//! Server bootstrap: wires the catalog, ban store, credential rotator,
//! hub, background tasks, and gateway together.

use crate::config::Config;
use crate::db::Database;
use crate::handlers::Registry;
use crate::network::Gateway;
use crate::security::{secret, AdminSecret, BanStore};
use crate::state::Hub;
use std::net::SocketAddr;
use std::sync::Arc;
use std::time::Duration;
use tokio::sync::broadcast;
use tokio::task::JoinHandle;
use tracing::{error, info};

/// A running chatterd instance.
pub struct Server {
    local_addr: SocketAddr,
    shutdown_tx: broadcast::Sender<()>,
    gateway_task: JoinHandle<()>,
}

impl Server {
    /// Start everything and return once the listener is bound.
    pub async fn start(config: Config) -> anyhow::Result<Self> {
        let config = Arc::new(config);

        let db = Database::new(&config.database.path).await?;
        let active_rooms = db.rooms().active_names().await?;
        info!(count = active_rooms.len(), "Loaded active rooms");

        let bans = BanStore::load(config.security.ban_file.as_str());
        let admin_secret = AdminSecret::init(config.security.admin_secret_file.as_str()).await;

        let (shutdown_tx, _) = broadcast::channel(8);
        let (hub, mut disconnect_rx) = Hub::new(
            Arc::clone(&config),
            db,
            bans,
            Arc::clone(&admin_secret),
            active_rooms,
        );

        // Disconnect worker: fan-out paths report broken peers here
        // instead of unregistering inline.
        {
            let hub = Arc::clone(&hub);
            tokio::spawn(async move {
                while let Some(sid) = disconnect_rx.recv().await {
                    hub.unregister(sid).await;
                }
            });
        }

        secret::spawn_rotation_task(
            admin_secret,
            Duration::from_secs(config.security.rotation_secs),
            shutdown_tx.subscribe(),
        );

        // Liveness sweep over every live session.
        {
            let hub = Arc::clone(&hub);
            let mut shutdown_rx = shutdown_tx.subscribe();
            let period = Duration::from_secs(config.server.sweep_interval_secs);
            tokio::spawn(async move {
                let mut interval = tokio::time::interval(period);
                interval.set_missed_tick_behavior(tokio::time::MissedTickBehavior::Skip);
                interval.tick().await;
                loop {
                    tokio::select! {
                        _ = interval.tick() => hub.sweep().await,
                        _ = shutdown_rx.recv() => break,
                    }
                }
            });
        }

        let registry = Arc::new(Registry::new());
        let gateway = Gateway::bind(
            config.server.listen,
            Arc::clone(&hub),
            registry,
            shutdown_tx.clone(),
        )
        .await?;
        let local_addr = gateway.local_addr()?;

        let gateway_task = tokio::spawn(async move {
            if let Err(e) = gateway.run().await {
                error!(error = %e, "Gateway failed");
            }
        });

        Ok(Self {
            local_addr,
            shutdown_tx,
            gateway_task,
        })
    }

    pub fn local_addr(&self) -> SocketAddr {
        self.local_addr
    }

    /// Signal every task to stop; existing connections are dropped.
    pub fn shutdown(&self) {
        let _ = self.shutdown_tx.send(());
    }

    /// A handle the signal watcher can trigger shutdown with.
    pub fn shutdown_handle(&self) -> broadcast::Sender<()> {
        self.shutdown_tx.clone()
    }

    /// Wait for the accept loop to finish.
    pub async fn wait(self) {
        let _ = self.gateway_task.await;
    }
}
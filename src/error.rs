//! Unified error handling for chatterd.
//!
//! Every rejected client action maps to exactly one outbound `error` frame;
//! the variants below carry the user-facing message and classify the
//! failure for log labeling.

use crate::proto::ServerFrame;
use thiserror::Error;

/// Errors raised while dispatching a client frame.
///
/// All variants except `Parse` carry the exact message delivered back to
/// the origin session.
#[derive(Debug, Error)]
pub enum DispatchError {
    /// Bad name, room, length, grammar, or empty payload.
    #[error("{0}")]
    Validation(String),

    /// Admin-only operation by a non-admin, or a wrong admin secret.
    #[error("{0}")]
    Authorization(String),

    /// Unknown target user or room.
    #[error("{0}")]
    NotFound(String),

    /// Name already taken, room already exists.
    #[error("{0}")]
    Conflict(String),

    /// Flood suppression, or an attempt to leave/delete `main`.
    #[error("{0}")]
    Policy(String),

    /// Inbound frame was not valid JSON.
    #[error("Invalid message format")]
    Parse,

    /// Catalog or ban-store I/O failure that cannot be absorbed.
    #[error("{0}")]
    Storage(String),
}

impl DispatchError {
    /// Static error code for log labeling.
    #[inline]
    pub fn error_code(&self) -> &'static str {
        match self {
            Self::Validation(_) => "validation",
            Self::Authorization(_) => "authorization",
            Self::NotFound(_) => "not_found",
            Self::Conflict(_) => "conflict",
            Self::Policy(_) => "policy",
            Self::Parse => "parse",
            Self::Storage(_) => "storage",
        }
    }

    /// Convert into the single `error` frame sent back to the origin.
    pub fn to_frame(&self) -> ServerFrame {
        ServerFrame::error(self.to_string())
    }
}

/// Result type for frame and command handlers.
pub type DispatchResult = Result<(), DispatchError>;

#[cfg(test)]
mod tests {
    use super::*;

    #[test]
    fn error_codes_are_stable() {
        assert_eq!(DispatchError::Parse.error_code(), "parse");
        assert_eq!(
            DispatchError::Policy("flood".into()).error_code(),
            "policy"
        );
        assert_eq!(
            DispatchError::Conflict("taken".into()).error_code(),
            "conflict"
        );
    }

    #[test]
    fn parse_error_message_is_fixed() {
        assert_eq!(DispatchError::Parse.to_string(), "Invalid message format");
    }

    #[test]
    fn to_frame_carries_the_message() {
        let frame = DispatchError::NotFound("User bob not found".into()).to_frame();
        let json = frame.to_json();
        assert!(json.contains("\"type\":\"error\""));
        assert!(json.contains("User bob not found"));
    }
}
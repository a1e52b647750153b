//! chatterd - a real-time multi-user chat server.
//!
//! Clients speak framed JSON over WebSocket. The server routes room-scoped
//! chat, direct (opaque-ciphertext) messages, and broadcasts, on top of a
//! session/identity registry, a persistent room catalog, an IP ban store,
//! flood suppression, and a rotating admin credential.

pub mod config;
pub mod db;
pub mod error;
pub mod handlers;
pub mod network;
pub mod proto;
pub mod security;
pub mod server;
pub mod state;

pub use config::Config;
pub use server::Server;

□ □ □

Set down every line of the listing again, exactly.

## EXERCISE OUTPUT
//! Server bootstrap: wires the catalog, ban store, credential rotator,
//! hub, background tasks, and gateway together.

use crate::config::Config;
use crate::db::Database;
use crate::handlers::Registry;
use crate::network::Gateway;
use crate::security::{secret, AdminSecret, BanStore};
use crate::state::Hub;
use std::net::SocketAddr;
use std::sync::Arc;
use std::time::Duration;
use tokio::sync::broadcast;
use tokio::task::JoinHandle;
use tracing::{error, info};

/// A running chatterd instance.
pub struct Server {
    local_addr: SocketAddr,
    shutdown_tx: broadcast::Sender<()>,
    gateway_task: JoinHandle<()>,
}

impl Server {
    /// Start everything and return once the listener is bound.
    pub async fn start(config: Config) -> anyhow::Result<Self> {
        let config = Arc::new(config);

        let db = Database::new(&config.database.path).await?;
        let active_rooms = db.rooms().active_names().await?;
        info!(count = active_rooms.len(), "Loaded active rooms");

        let bans = BanStore::load(config.security.ban_file.as_str());
        let admin_secret = AdminSecret::init(config.security.admin_secret_file.as_str()).await;

        let (shutdown_tx, _) = broadcast::channel(8);
        let (hub, mut disconnect_rx) = Hub::new(
            Arc::clone(&config),
            db,
            bans,
            Arc::clone(&admin_secret),
            active_rooms,
        );

        // Disconnect worker: fan-out paths report broken peers here
        // instead of unregistering inline.
        {
            let hub = Arc::clone(&hub);
            tokio::spawn(async move {
                while let Some(sid) = disconnect_rx.recv().await {
                    hub.unregister(sid).await;
                }
            });
        }

        secret::spawn_rotation_task(
            admin_secret,
            Duration::from_secs(config.security.rotation_secs),
            shutdown_tx.subscribe(),
        );

        // Liveness sweep over every live session.
        {
            let hub = Arc::clone(&hub);
            let mut shutdown_rx = shutdown_tx.subscribe();
            let period = Duration::from_secs(config.server.sweep_interval_secs);
            tokio::spawn(async move {
                let mut interval = tokio::time::interval(period);
                interval.set_missed_tick_behavior(tokio::time::MissedTickBehavior::Skip);
                interval.tick().await;
                loop {
                    tokio::select! {
                        _ = interval.tick() => hub.sweep().await,
                        _ = shutdown_rx.recv() => break,
                    }
                }
            });
        }

        let registry = Arc::new(Registry::new());
        let gateway = Gateway::bind(
            config.server.listen,
            Arc::clone(&hub),
            registry,
            shutdown_tx.clone(),
        )
        .await?;
        let local_addr = gateway.local_addr()?;

        let gateway_task = tokio::spawn(async move {
            if let Err(e) = gateway.run().await {
                error!(error = %e, "Gateway failed");
            }
        });

        Ok(Self {
            local_addr,
            shutdown_tx,
            gateway_task,
        })
    }

    pub fn local_addr(&self) -> SocketAddr {
        self.local_addr
    }

    /// Signal every task to stop; existing connections are dropped.
    pub fn shutdown(&self) {
        let _ = self.shutdown_tx.send(());
    }

    /// A handle the signal watcher can trigger shutdown with.
    pub fn shutdown_handle(&self) -> broadcast::Sender<()> {
        self.shutdown_tx.clone()
    }

    /// Wait for the accept loop to finish.
    pub async fn wait(self) {
        let _ = self.gateway_task.await;
    }
}
filename src/error.rs
//! Unified error handling for chatterd.
//!
//! Every rejected client action maps to exactly one outbound `error` frame;
//! the variants below carry the user-facing message and classify the
//! failure for log labeling.

use crate::proto::ServerFrame;
use thiserror::Error;

/// Errors raised while dispatching a client frame.
///
/// All variants except `Parse` carry the exact message delivered back to
/// the origin session.
#[derive(Debug, Error)]
pub enum DispatchError {
    /// Bad name, room, length, grammar, or empty payload.
    #[error("{0}")]
    Validation(String),

    /// Admin-only operation by a non-admin, or a wrong admin secret.
    #[error("{0}")]
    Authorization(String),

    /// Unknown target user or room.
    #[error("{0}")]
    NotFound(String),

    /// Name already taken, room already exists.
    #[error("{0}")]
    Conflict(String),

    /// Flood suppression, or an attempt to leave/delete `main`.
    #[error("{0}")]
    Policy(String),

    /// Inbound frame was not valid JSON.
    #[error("Invalid message format")]
    Parse,

    /// Catalog or ban-store I/O failure that cannot be absorbed.
    #[error("{0}")]
    Storage(String),
}

impl DispatchError {
    /// Static error code for log labeling.
    #[inline]
    pub fn error_code(&self) -> &'static str {
        match self {
            Self::Validation(_) => "validation",
            Self::Authorization(_) => "authorization",
            Self::NotFound(_) => "not_found",
            Self::Conflict(_) => "conflict",
            Self::Policy(_) => "policy",
            Self::Parse => "parse",
            Self::Storage(_) => "storage",
        }
    }

    /// Convert into the single `error` frame sent back to the origin.
    pub fn to_frame(&self) -> ServerFrame {
        ServerFrame::error(self.to_string())
    }
}

/// Result type for frame and command handlers.
pub type DispatchResult = Result<(), DispatchError>;

#[cfg(test)]
mod tests {
    use super::*;

    #[test]
    fn error_codes_are_stable() {
        assert_eq!(DispatchError::Parse.error_code(), "parse");
        assert_eq!(
            DispatchError::Policy("flood".into()).error_code(),
            "policy"
        );
        assert_eq!(
            DispatchError::Conflict("taken".into()).error_code(),
            "conflict"
        );
    }

    #[test]
    fn parse_error_message_is_fixed() {
        assert_eq!(DispatchError::Parse.to_string(), "Invalid message format");
    }

    #[test]
    fn to_frame_carries_the_message() {
        let frame = DispatchError::NotFound("User bob not found".into()).to_frame();
        let json = frame.to_json();
        assert!(json.contains("\"type\":\"error\""));
        assert!(json.contains("User bob not found"));
    }
}
repository a1e52b647750153b
//! chatterd - a real-time multi-user chat server.
//!
//! Clients speak framed JSON over WebSocket. The server routes room-scoped
//! chat, direct (opaque-ciphertext) messages, and broadcasts, on top of a
//! session/identity registry, a persistent room catalog, an IP ban store,
//! flood suppression, and a rotating admin credential.

pub mod config;
pub mod db;
pub mod error;
pub mod handlers;
pub mod network;
pub mod proto;
pub mod security;
pub mod server;
pub mod state;

pub use config::Config;
pub use server::Server;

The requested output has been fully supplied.